I had not heard this explanation before (Of course, I'll have to think about it some). Most of the places I've looked have said Cainan is spurious or Cainan fills a gap in the genealogy, or that Luke was deliberately following an incorrect but popular genealogy at the time.


----------



## Rob Marsh (Aug 28, 2014)

Interestingly enough, last night during family worship I couldn't locate my ESV so I used a handy KJV for reading to the kids about Joseph from Genesis, and couldn't help but notice how odd it was to be reading about "corn" in Egypt, which I'm pretty sure wasn't around in the middle east back then. Minor translational difference, sure, but still mighty strange, and in a way distracting, as I starting thinking about Joseph and his brothers eating tortillas and salsa in Egypt...


----------



## Backwoods Presbyterian (Aug 28, 2014)

It is worth noting that outside the America's it was/is common for "corn" to be a general word that covers any cereal grain.


----------



## chuckd (Aug 28, 2014)

armourbearer said:


> I don't know who is behind this website:
> 
> King James Version Today
> 
> But while my work computer was out of action I took some time this morning to read through a number of the articles, and I have to say that the author takes the time to explain matters in the plainest way possible, and it seems to be free from the KJV-only rhetoric which one finds on other sites. I understand that the anti-KJV people will pass it off as more fideism, but for those genuinely interested in looking at the merits of the AV this appears to contain very useful material.
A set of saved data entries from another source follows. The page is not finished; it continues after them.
use std::error::Error;
use std::path::{Path, PathBuf};
use std::sync::Arc;

use clap::{Parser, Subcommand, ValueEnum};
use tokio::sync::watch;
use tracing::{error, info};

use korth_spirit::config::{default_config_path, AggregateConfig, BotConfig, ConfigLayer};
use korth_spirit::logging::init_logging;
use korth_spirit::runner::{self, EventConsumer, LoggingConsumer, WelcomeConsumer};
use korth_spirit::{Coordinates, Instance, NativeSdk, Sdk, ValueKind};

#[derive(Parser)]
#[command(version, about, long_about = None)]
pub struct Cli {
    /// Enables debug mode
    #[arg(short, long, action = clap::ArgAction::Count)]
    debug: u8,

    /// Config file to read instead of the default location
    #[arg(short, long)]
    config: Option<PathBuf>,

    /// Also write logs to the data directory
    #[arg(long)]
    log_file: bool,

    #[command(flatten)]
    overrides: Overrides,

    #[command(subcommand)]
    command: Command,
}

/// Settings that take priority over the environment and the config file
#[derive(clap::Args)]
struct Overrides {
    #[arg(long, global = true)]
    bot_name: Option<String>,

    #[arg(long, global = true)]
    citizen: Option<i32>,

    #[arg(long, global = true)]
    world: Option<String>,

    /// "x,y,z" or "x,y,z,yaw"
    #[arg(long, global = true)]
    coords: Option<Coordinates>,

    /// Path to the SDK library
    #[arg(long, global = true)]
    sdk: Option<PathBuf>,
}

impl Overrides {
    fn into_layer(self) -> ConfigLayer {
        ConfigLayer {
            bot_name: self.bot_name,
            citizen_number: self.citizen,
            world_name: self.world,
            world_coordinates: self.coords,
            sdk_path: self.sdk,
            ..Default::default()
        }
    }
}

#[derive(Subcommand)]
enum Command {
    /// Enter the world and log events until Ctrl+C
    Run,
    /// List the objects in the 3x3 sector block around a sector
    Query { x: i32, z: i32 },
    /// List every object in the world
    Scan,
    /// Print a world attribute, e.g. `world-attr size`
    WorldAttr {
        name: String,
        #[arg(long, value_enum, default_value_t = Kind::String)]
        kind: Kind,
    },
    /// Print the world rights of a citizen
    Rights { citizen: i32 },
    /// Write an example config file
    InitConfig {
        /// Overwrite an existing file
        #[arg(long)]
        force: bool,
    },
}

#[derive(Clone, Copy, ValueEnum)]
enum Kind {
    Int,
    Bool,
    Float,
    String,
    Data,
}

impl From<Kind> for ValueKind {
    fn from(kind: Kind) -> Self {
        match kind {
            Kind::Int => ValueKind::Int,
            Kind::Bool => ValueKind::Bool,
            Kind::Float => ValueKind::Float,
            Kind::String => ValueKind::String,
            Kind::Data => ValueKind::Data,
        }
    }
}

fn init_config(path: &Path, force: bool) -> Result<(), Box<dyn Error>> {
    if path.exists() && !force {
        return Err(format!("{} already exists, pass --force to overwrite", path.display()).into());
    }
    ConfigLayer::template().save(path)?;
    eprintln!("Config file created at: {}", path.display());
    eprintln!("Please edit it with your citizen number and password.");
    Ok(())
}

/// Initialize the SDK, connect, run `f` against the instance, then tear
/// everything down again.
fn with_instance<T>(
    config: &BotConfig,
    f: impl FnOnce(&Instance) -> korth_spirit::Result<T>,
) -> Result<T, Box<dyn Error>> {
    let sdk: Arc<dyn Sdk> = Arc::new(NativeSdk::load(&config.sdk_path)?);
    sdk.init(config.build)?;
    let result = runner::connect(sdk.clone(), config).and_then(|instance| f(&instance));
    sdk.term();
    Ok(result?)
}

async fn run(config: BotConfig) -> Result<(), Box<dyn Error>> {
    let sdk: Arc<dyn Sdk> = Arc::new(NativeSdk::load(&config.sdk_path)?);
    let (shutdown_tx, shutdown_rx) = watch::channel(false);

    tokio::spawn(async move {
        if tokio::signal::ctrl_c().await.is_ok() {
            info!("Received Ctrl+C, shutting down gracefully...");
            let _ = shutdown_tx.send(true);
        }
    });

    let greeting = config.greeting.clone();
    runner::run_bot(
        sdk,
        config,
        move |action_tx| {
            let mut consumers: Vec<Box<dyn EventConsumer>> = vec![Box::new(LoggingConsumer)];
            if let Some(greeting) = greeting {
                consumers.push(Box::new(WelcomeConsumer::new(greeting, action_tx)));
            }
            consumers
        },
        shutdown_rx,
    )
    .await?;
    Ok(())
}

#[tokio::main]
async fn main() -> Result<(), Box<dyn Error>> {
    let cli = Cli::parse();
    let _guard = init_logging("korth", cli.debug, cli.log_file)?;

    let config_path = match cli.config {
        Some(path) => path,
        None => default_config_path()?,
    };

    if let Command::InitConfig { force } = cli.command {
        return init_config(&config_path, force);
    }

    let config = AggregateConfig::new()
        .with_layer("command line", cli.overrides.into_layer())
        .with_env()
        .with_file(&config_path)?
        .resolve()
        .inspect_err(|e| {
            error!("{}", e);
            eprintln!("Run `korth init-config` to create {}", config_path.display());
        })?;

    match cli.command {
        Command::Run => run(config).await?,
        Command::Query { x, z } => {
            let objects = with_instance(&config, |instance| instance.query(x, z))?;
            for object in &objects {
                println!(
                    "#{} {} at {},{},{} (owner {})",
                    object.number, object.model, object.x, object.y, object.z, object.owner
                );
            }
            println!("{} object(s)", objects.len());
        }
        Command::Scan => {
            let count = with_instance(&config, |instance| {
                let mut count = 0;
                for object in instance.world().objects()? {
                    match object {
                        Ok(object) => {
                            count += 1;
                            println!("#{} {} at {}", object.number, object.model, object.position);
                        }
                        Err(e) => error!("Query failed: {}", e),
                    }
                }
                Ok(count)
            })?;
            println!("{} object(s)", count);
        }
        Command::WorldAttr { name, kind } => {
            let value = with_instance(&config, |instance| {
                instance.world().get_attribute(name.as_str(), kind.into())
            })?;
            println!("{} = {}", name, value);
        }
        Command::Rights { citizen } => {
            let avatar = with_instance(&config, |instance| instance.avatar(citizen))?;
            for (right, held) in avatar.rights() {
                println!("{:<40} {}", right.name(), if held { "yes" } else { "no" });
            }
        }
        Command::InitConfig { .. } => {}
    }

    Ok(())
}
Excellent! Thanks for posting.


----------



## Ask Mr. Religion (Aug 28, 2014)

I could not identify those behind the site from its DNS registration records. I do see some connection between the site and this one:

Main Page - Textus Receptus

In that the wiki site appears to reference it often and in 2011 posted a Facebook entry noting that KJV Today had changed its link to the one Rev. Winzer posted. Apparently it has been around a few years.


----------



## MW (Aug 28, 2014)

Afterthought said:


> I had not heard this explanation before (Of course, I'll have to think about it some). Most of the places I've looked have said Cainan is spurious or Cainan fills a gap in the genealogy, or that Luke was deliberately following an incorrect but popular genealogy at the time.



This explanation has the merit of allowing "Cainan" to serve the genealogy in a relevant way. The other explanations tend to treat it as second or third level error and make "Cainan" redundant.
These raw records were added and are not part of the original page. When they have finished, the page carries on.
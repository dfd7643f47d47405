//! Layered bot configuration.
//!
//! Values come from an ordered list of layers: command line overrides,
//! `KORTH_*` environment variables, then the TOML config file. The first
//! layer that has a value wins. A config file that does not exist is
//! skipped.

use std::fs;
use std::io;
use std::path::{Path, PathBuf};

use serde::{Deserialize, Serialize};
use tracing::{info, warn};

use crate::coords::Coordinates;
use crate::instance::Universe;
use crate::sdk::AW_BUILD;

pub const ENV_PREFIX: &str = "KORTH_";
const DEFAULT_SDK_PATH: &str = "aw64.dll";

#[derive(Debug, thiserror::Error)]
pub enum ConfigError {
    #[error("config file not found: {0}")]
    NotFound(PathBuf),

    #[error("failed to read {path}: {source}")]
    Io {
        path: PathBuf,
        #[source]
        source: io::Error,
    },

    #[error("failed to parse {path}: {source}")]
    Parse {
        path: PathBuf,
        #[source]
        source: toml::de::Error,
    },

    #[error("failed to serialize config: {0}")]
    Serialize(#[from] toml::ser::Error),

    #[error("no configuration source has a {0}")]
    Missing(&'static str),

    #[error("could not determine the config directory")]
    NoConfigDir,
}

/// Where the config file lives unless overridden.
pub fn default_config_path() -> Result<PathBuf, ConfigError> {
    directories::ProjectDirs::from("", "", "korth-spirit")
        .map(|dirs| dirs.config_dir().join("config.toml"))
        .ok_or(ConfigError::NoConfigDir)
}

/// One source's worth of settings. Every field is optional.
#[derive(Debug, Clone, Default, PartialEq, Eq, Serialize, Deserialize)]
pub struct ConfigLayer {
    #[serde(default, skip_serializing_if = "Option::is_none")]
    pub bot_name: Option<String>,
    #[serde(default, skip_serializing_if = "Option::is_none")]
    pub citizen_number: Option<i32>,
    #[serde(default, skip_serializing_if = "Option::is_none")]
    pub password: Option<String>,
    #[serde(default, skip_serializing_if = "Option::is_none")]
    pub world_name: Option<String>,
    #[serde(default, skip_serializing_if = "Option::is_none")]
    pub greeting: Option<String>,
    #[serde(default, skip_serializing_if = "Option::is_none")]
    pub sdk_path: Option<PathBuf>,
    #[serde(default, skip_serializing_if = "Option::is_none")]
    pub universe_host: Option<String>,
    #[serde(default, skip_serializing_if = "Option::is_none")]
    pub universe_port: Option<u16>,
    #[serde(default, skip_serializing_if = "Option::is_none")]
    pub build: Option<i32>,
    /// Kept last: serialized as a TOML table.
    #[serde(default, skip_serializing_if = "Option::is_none")]
    pub world_coordinates: Option<Coordinates>,
}

impl ConfigLayer {
    pub fn load(path: &Path) -> Result<Self, ConfigError> {
        let content = match fs::read_to_string(path) {
            Ok(content) => content,
            Err(e) if e.kind() == io::ErrorKind::NotFound => {
                return Err(ConfigError::NotFound(path.to_path_buf()))
            }
            Err(source) => {
                return Err(ConfigError::Io {
                    path: path.to_path_buf(),
                    source,
                })
            }
        };
        let layer = toml::from_str(&content).map_err(|source| ConfigError::Parse {
            path: path.to_path_buf(),
            source,
        })?;
        info!("Loaded config from {}", path.display());
        Ok(layer)
    }

    pub fn save(&self, path: &Path) -> Result<(), ConfigError> {
        let io_err = |source: io::Error| ConfigError::Io {
            path: path.to_path_buf(),
            source,
        };
        // Create parent directories if they don't exist
        if let Some(parent) = path.parent() {
            fs::create_dir_all(parent).map_err(io_err)?;
        }
        let content = toml::to_string_pretty(self)?;
        fs::write(path, content).map_err(io_err)?;
        info!("Saved config to {}", path.display());
        Ok(())
    }

    /// Starting point written by `korth init-config`.
    pub fn template() -> Self {
        Self {
            bot_name: Some("Korth".to_string()),
            citizen_number: Some(0),
            password: Some(String::new()),
            world_name: Some("AWTeen".to_string()),
            world_coordinates: Some(Coordinates::default()),
            greeting: Some("Hello!".to_string()),
            sdk_path: Some(PathBuf::from(DEFAULT_SDK_PATH)),
            universe_host: Some(Universe::default().host),
            universe_port: Some(Universe::default().port),
            build: Some(AW_BUILD),
        }
    }

    /// Read `KORTH_*` variables. Values that fail to parse are ignored so
    /// that a lower layer can supply them.
    pub fn from_vars<I, K, V>(vars: I) -> Self
    where
        I: IntoIterator<Item = (K, V)>,
        K: AsRef<str>,
        V: Into<String>,
    {
        let mut layer = Self::default();
        for (key, value) in vars {
            let Some(field) = key.as_ref().strip_prefix(ENV_PREFIX) else {
                continue;
            };
            let value: String = value.into();
            match field {
                "BOT_NAME" => layer.bot_name = Some(value),
                "CITIZEN" => layer.citizen_number = parse_var(field, &value),
                "PASSWORD" => layer.password = Some(value),
                "WORLD" => layer.world_name = Some(value),
                "COORDS" => layer.world_coordinates = parse_var(field, &value),
                "GREETING" => layer.greeting = Some(value),
                "SDK_PATH" => layer.sdk_path = Some(PathBuf::from(value)),
                "HOST" => layer.universe_host = Some(value),
                "PORT" => layer.universe_port = parse_var(field, &value),
                "BUILD" => layer.build = parse_var(field, &value),
                _ => {}
            }
        }
        layer
    }

    pub fn from_env() -> Self {
        Self::from_vars(std::env::vars())
    }
}

fn parse_var<T: std::str::FromStr>(field: &str, value: &str) -> Option<T> {
    match value.trim().parse() {
        Ok(parsed) => Some(parsed),
        Err(_) => {
            warn!("Ignoring {}{}: cannot parse {:?}", ENV_PREFIX, field, value);
            None
        }
    }
}

#[derive(Debug, Clone)]
struct Source {
    origin: String,
    layer: ConfigLayer,
}

/// Ordered configuration layers, highest priority first.
#[derive(Debug, Clone, Default)]
pub struct AggregateConfig {
    sources: Vec<Source>,
}

macro_rules! first_of {
    ($self:ident, $field:ident) => {
        $self
            .sources
            .iter()
            .find_map(|source| source.layer.$field.clone())
    };
}

impl AggregateConfig {
    pub fn new() -> Self {
        Self::default()
    }

    /// Append a layer with lower priority than those already added.
    pub fn with_layer(mut self, origin: impl Into<String>, layer: ConfigLayer) -> Self {
        self.sources.push(Source {
            origin: origin.into(),
            layer,
        });
        self
    }

    /// Append the config file at `path`; a missing file is skipped.
    pub fn with_file(self, path: &Path) -> Result<Self, ConfigError> {
        match ConfigLayer::load(path) {
            Ok(layer) => Ok(self.with_layer(path.display().to_string(), layer)),
            Err(ConfigError::NotFound(_)) => {
                info!("No config file at {}, skipping", path.display());
                Ok(self)
            }
            Err(e) => Err(e),
        }
    }

    pub fn with_env(self) -> Self {
        self.with_layer("environment", ConfigLayer::from_env())
    }

    /// Names of the layers in priority order.
    pub fn origins(&self) -> impl Iterator<Item = &str> {
        self.sources.iter().map(|s| s.origin.as_str())
    }

    pub fn bot_name(&self) -> Result<String, ConfigError> {
        first_of!(self, bot_name).ok_or(ConfigError::Missing("bot name"))
    }

    pub fn citizen_number(&self) -> Result<i32, ConfigError> {
        first_of!(self, citizen_number).ok_or(ConfigError::Missing("citizen number"))
    }

    pub fn password(&self) -> Result<String, ConfigError> {
        first_of!(self, password).ok_or(ConfigError::Missing("password"))
    }

    pub fn world_name(&self) -> Result<String, ConfigError> {
        first_of!(self, world_name).ok_or(ConfigError::Missing("world name"))
    }

    pub fn world_coordinates(&self) -> Result<Coordinates, ConfigError> {
        first_of!(self, world_coordinates).ok_or(ConfigError::Missing("world coordinates"))
    }

    pub fn greeting(&self) -> Option<String> {
        first_of!(self, greeting)
    }

    pub fn sdk_path(&self) -> PathBuf {
        first_of!(self, sdk_path).unwrap_or_else(|| PathBuf::from(DEFAULT_SDK_PATH))
    }

    pub fn universe(&self) -> Universe {
        let default = Universe::default();
        Universe {
            host: first_of!(self, universe_host).unwrap_or(default.host),
            port: first_of!(self, universe_port).unwrap_or(default.port),
        }
    }

    pub fn build(&self) -> i32 {
        first_of!(self, build).unwrap_or(AW_BUILD)
    }

    /// Everything needed to start the bot.
    pub fn resolve(&self) -> Result<BotConfig, ConfigError> {
        Ok(BotConfig {
            bot_name: self.bot_name()?,
            citizen_number: self.citizen_number()?,
            password: self.password()?,
            world_name: self.world_name()?,
            coordinates: self.world_coordinates()?,
            greeting: self.greeting(),
            sdk_path: self.sdk_path(),
            universe: self.universe(),
            build: self.build(),
        })
    }
}

/// Fully resolved settings for one bot.
#[derive(Debug, Clone, PartialEq, Eq)]
pub struct BotConfig {
    pub bot_name: String,
    pub citizen_number: i32,
    pub password: String,
    pub world_name: String,
    pub coordinates: Coordinates,
    pub greeting: Option<String>,
    pub sdk_path: PathBuf,
    pub universe: Universe,
    pub build: i32,
}

#[cfg(test)]
mod tests {
    use super::*;

    fn layer(bot_name: Option<&str>, citizen: Option<i32>) -> ConfigLayer {
        ConfigLayer {
            bot_name: bot_name.map(str::to_string),
            citizen_number: citizen,
            ..Default::default()
        }
    }

    #[test]
    fn test_first_layer_with_value_wins() {
        let config = AggregateConfig::new()
            .with_layer("cli", layer(None, Some(5)))
            .with_layer("env", layer(Some("FromEnv"), Some(6)))
            .with_layer("file", layer(Some("FromFile"), None));

        assert_eq!(config.bot_name().unwrap(), "FromEnv");
        assert_eq!(config.citizen_number().unwrap(), 5);
        assert_eq!(config.origins().collect::<Vec<_>>(), vec!["cli", "env", "file"]);
    }

    #[test]
    fn test_missing_value_names_the_field() {
        let config = AggregateConfig::new().with_layer("cli", layer(Some("Bot"), None));
        let err = config.citizen_number().unwrap_err();
        assert!(matches!(err, ConfigError::Missing("citizen number")));
        assert_eq!(err.to_string(), "no configuration source has a citizen number");
    }

    #[test]
    fn test_defaults() {
        let config = AggregateConfig::new();
        assert_eq!(config.universe(), Universe::default());
        assert_eq!(config.build(), AW_BUILD);
        assert_eq!(config.sdk_path(), PathBuf::from("aw64.dll"));
        assert_eq!(config.greeting(), None);
    }

    #[test]
    fn test_env_vars() {
        let layer = ConfigLayer::from_vars([
            ("KORTH_BOT_NAME", "Envy"),
            ("KORTH_CITIZEN", "not a number"),
            ("KORTH_COORDS", "100,0,-200,450"),
            ("KORTH_PORT", "5670"),
            ("HOME", "/root"),
        ]);
        assert_eq!(layer.bot_name.as_deref(), Some("Envy"));
        assert_eq!(layer.citizen_number, None);
        assert_eq!(
            layer.world_coordinates,
            Some(Coordinates::new(100, 0, -200).with_yaw(450))
        );
        assert_eq!(layer.universe_port, Some(5670));
    }

    #[test]
    fn test_unparsable_env_value_falls_through() {
        let config = AggregateConfig::new()
            .with_layer("env", ConfigLayer::from_vars([("KORTH_CITIZEN", "abc")]))
            .with_layer("file", layer(None, Some(99)));
        assert_eq!(config.citizen_number().unwrap(), 99);
    }

    #[test]
    fn test_resolve_complete_config() {
        let config = AggregateConfig::new().with_layer("file", ConfigLayer::template());
        let bot = config.resolve().unwrap();
        assert_eq!(bot.bot_name, "Korth");
        assert_eq!(bot.universe.port, 6670);
        assert_eq!(bot.greeting.as_deref(), Some("Hello!"));
    }
}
The idea that Luke's genealogy serves a different function has been a traditional way of explaining the variations between Matthew and Luke.


----------



## MW (Aug 28, 2014)

Ask Mr. Religion said:


> Main Page - Textus Receptus



If this is so, the new site is definitely an improvement in presentation and order.


----------



## Ask Mr. Religion (Aug 29, 2014)

I contacted Will Kinney (brandplucked) via email and he responded that the person behind the KJV Today site lives in Canada and is very private preferring not to sign his name to any of the materials.


----------



## Free Christian (Aug 29, 2014)

Backwoods Presbyterian said:


> It is worth noting that outside the America's it was/is common for "corn" to be a general word that covers any cereal grain.
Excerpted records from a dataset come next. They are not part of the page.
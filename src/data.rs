//! Typed records marshalled into or out of the attribute table.

use std::net::Ipv4Addr;

use crate::coords::Coordinates;
use crate::error::Result;
use crate::events::Event;
use crate::sdk::{Attribute, AttributeValue, Sdk};

#[derive(Debug, Clone, PartialEq, Eq)]
pub struct LoginData {
    pub citizen: i32,
    pub password: String,
    pub application: String,
    pub bot_name: String,
}

impl LoginData {
    pub(crate) fn write(&self, sdk: &dyn Sdk) -> Result<()> {
        sdk.int_set(Attribute::LoginOwner, self.citizen)?;
        sdk.string_set(Attribute::LoginPrivilegePassword, &self.password)?;
        sdk.string_set(Attribute::LoginApplication, &self.application)?;
        sdk.string_set(Attribute::LoginName, &self.bot_name)?;
        Ok(())
    }
}

/// The bot's own avatar state. Only `Some` fields are sent.
#[derive(Debug, Clone, Default, PartialEq, Eq)]
pub struct StateChangeData {
    pub x: Option<i32>,
    pub y: Option<i32>,
    pub z: Option<i32>,
    pub yaw: Option<i32>,
    pub pitch: Option<i32>,
    pub avatar_type: Option<i32>,
    pub gesture: Option<i32>,
    pub state: Option<i32>,
}

impl StateChangeData {
    pub(crate) fn write(&self, sdk: &dyn Sdk) -> Result<()> {
        let fields = [
            (Attribute::MyX, self.x),
            (Attribute::MyY, self.y),
            (Attribute::MyZ, self.z),
            (Attribute::MyYaw, self.yaw),
            (Attribute::MyPitch, self.pitch),
            (Attribute::MyType, self.avatar_type),
            (Attribute::MyGesture, self.gesture),
            (Attribute::MyState, self.state),
        ];
        for (attribute, value) in fields {
            if let Some(value) = value {
                sdk.int_set(attribute, value)?;
            }
        }
        Ok(())
    }
}

impl From<Coordinates> for StateChangeData {
    fn from(coords: Coordinates) -> Self {
        StateChangeData {
            x: Some(coords.x),
            y: Some(coords.y),
            z: Some(coords.z),
            yaw: Some(coords.yaw),
            ..Default::default()
        }
    }
}

/// An object reported by a cell or sector query.
#[derive(Debug, Clone, Default, PartialEq, Eq)]
pub struct CellObject {
    pub object_type: i32,
    pub id: i32,
    pub number: i32,
    pub owner: i32,
    pub build_timestamp: i32,
    pub x: i32,
    pub y: i32,
    pub z: i32,
    pub yaw: i32,
    pub tilt: i32,
    pub roll: i32,
    pub model: String,
    pub description: String,
    pub action: String,
    pub data: Vec<u8>,
}

impl CellObject {
    /// Read the object currently described by an object event.
    pub fn from_event(event: &Event<'_>) -> Self {
        CellObject {
            object_type: event.int(Attribute::ObjectType),
            id: event.int(Attribute::ObjectId),
            number: event.int(Attribute::ObjectNumber),
            owner: event.int(Attribute::ObjectOwner),
            build_timestamp: event.int(Attribute::ObjectBuildTimestamp),
            x: event.int(Attribute::ObjectX),
            y: event.int(Attribute::ObjectY),
            z: event.int(Attribute::ObjectZ),
            yaw: event.int(Attribute::ObjectYaw),
            tilt: event.int(Attribute::ObjectTilt),
            roll: event.int(Attribute::ObjectRoll),
            model: event.string(Attribute::ObjectModel),
            description: event.string(Attribute::ObjectDescription),
            action: event.string(Attribute::ObjectAction),
            data: event.data(Attribute::ObjectData),
        }
    }

    /// The attribute values that describe this object.
    pub fn attributes(&self) -> Vec<(Attribute, AttributeValue)> {
        vec![
            (Attribute::ObjectType, self.object_type.into()),
            (Attribute::ObjectId, self.id.into()),
            (Attribute::ObjectNumber, self.number.into()),
            (Attribute::ObjectOwner, self.owner.into()),
            (Attribute::ObjectBuildTimestamp, self.build_timestamp.into()),
            (Attribute::ObjectX, self.x.into()),
            (Attribute::ObjectY, self.y.into()),
            (Attribute::ObjectZ, self.z.into()),
            (Attribute::ObjectYaw, self.yaw.into()),
            (Attribute::ObjectTilt, self.tilt.into()),
            (Attribute::ObjectRoll, self.roll.into()),
            (Attribute::ObjectModel, self.model.clone().into()),
            (Attribute::ObjectDescription, self.description.clone().into()),
            (Attribute::ObjectAction, self.action.clone().into()),
            (Attribute::ObjectData, self.data.clone().into()),
        ]
    }

    /// Cell coordinates (objects are positioned in centimetres, cells are 10m).
    pub fn cell(&self) -> (i32, i32) {
        (self.x.div_euclid(1000), self.z.div_euclid(1000))
    }
}

#[derive(Debug, Clone, Copy, PartialEq, Eq)]
pub struct AddressData {
    pub session: i32,
    pub address: Ipv4Addr,
}

impl AddressData {
    /// `raw` is the address as the SDK stores it: network byte order
    /// packed into a native integer.
    pub fn from_raw(session: i32, raw: i32) -> Self {
        AddressData {
            session,
            address: Ipv4Addr::from(raw.to_le_bytes()),
        }
    }

    pub fn to_raw(self) -> i32 {
        i32::from_le_bytes(self.address.octets())
    }
}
 Years ago someone pointed out to me the corn dilemma and I found out not long after too that it was a common term as you have posted.


----------



## One Little Nail (Aug 29, 2014)

Free Christian said:


> Backwoods Presbyterian said:
> 
> 
> > It is worth noting that outside the America's it was/is common for "corn" to be a general word that covers any cereal grain.
> ...



Yes there are a few which people use to try and say that the KJB has serious translational errors, cattle doesn't just mean cows & bulls but also


> The cattle family also includes the sheep, goats, goat-antelopes, and antelopes



then there is the "fabled" Unicorn which just happens to be a single Horned Rhinoceros or unicornis as apposed to the 
dual horned Rhinoceros or or bicornis. Unicorns in the Bible? this video will show what a Biblical Rhinoceros is though I don't agree with him saying the KJB has errors.


----------



## PaulMc (Aug 29, 2014)

armourbearer said:


> I don't know who is behind this website:
> 
> King James Version Today
> 
> But while my work computer was out of action I took some time this morning to read through a number of the articles, and I have to say that the author takes the time to explain matters in the plainest way possible, and it seems to be free from the KJV-only rhetoric which one finds on other sites. I understand that the anti-KJV people will pass it off as more fideism, but for those genuinely interested in looking at the merits of the AV this appears to contain very useful material.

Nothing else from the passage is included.